There are more than 680,000 underground waste and injection wells nationwide, more than 150,000 of which shoot industrial fluids thousands of feet below the surface. Scientists and federal regulators acknowledge they do not know how many of the sites are leaking.

Federal officials and many geologists insist that the risks posed by all this dumping are minimal. Accidents are uncommon, they say, and groundwater reserves — from which most Americans get their drinking water — remain safe and far exceed any plausible threat posed by injecting toxic chemicals into the ground.

But in interviews, several key experts acknowledged that the idea that injection is safe rests on science that has not kept pace with reality, and on oversight that doesn't always work.

"In 10 to 100 years we are going to find out that most of our groundwater is polluted," said Mario Salazar, an engineer who worked for 25 years as a technical expert with the EPA's underground injection program in Washington. "A lot of people are going to get sick, and a lot of people may die."

The boom in oil and natural gas drilling is deepening the uncertainties, geologists acknowledge.

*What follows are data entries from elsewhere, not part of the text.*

pub mod catalog;
pub mod config;
pub mod domain;
pub mod errors;
pub mod estimate;
pub mod listings;

pub use catalog::{Brand, CatalogProvider, InMemoryCatalog, Model, Trim};
pub use domain::car::{CarAttributes, FuelType};
pub use domain::insight::{MarketInsightQuery, MarketInsightReport};
pub use domain::negotiation::{
    NegotiationReply, NegotiationRequest, NegotiationRole, NegotiationTurn, TurnRole,
};
pub use errors::{ApplicationError, DomainError, FieldError, InterfaceError};
pub use estimate::{MarketEstimator, PriceEstimate, PriceEstimator};
pub use listings::{Listing, ListingFilter, ListingSpecs, ListingStore};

Drilling produces copious amounts of waste, burdening regulators and demanding hundreds of additional disposal wells. Those wells — more holes punched in the ground — are changing the earth's geology, adding man-made fractures that allow water and waste to flow more freely.

"There is no certainty at all in any of this, and whoever tells you the opposite is not telling you the truth," said Stefan Finsterle, a leading hydrogeologist at Lawrence Berkeley National Laboratory who specializes in understanding the properties of rock layers and modeling how fluid flows through them. "You have changed the system with pressure and temperature and fracturing, so you don't know how it will behave."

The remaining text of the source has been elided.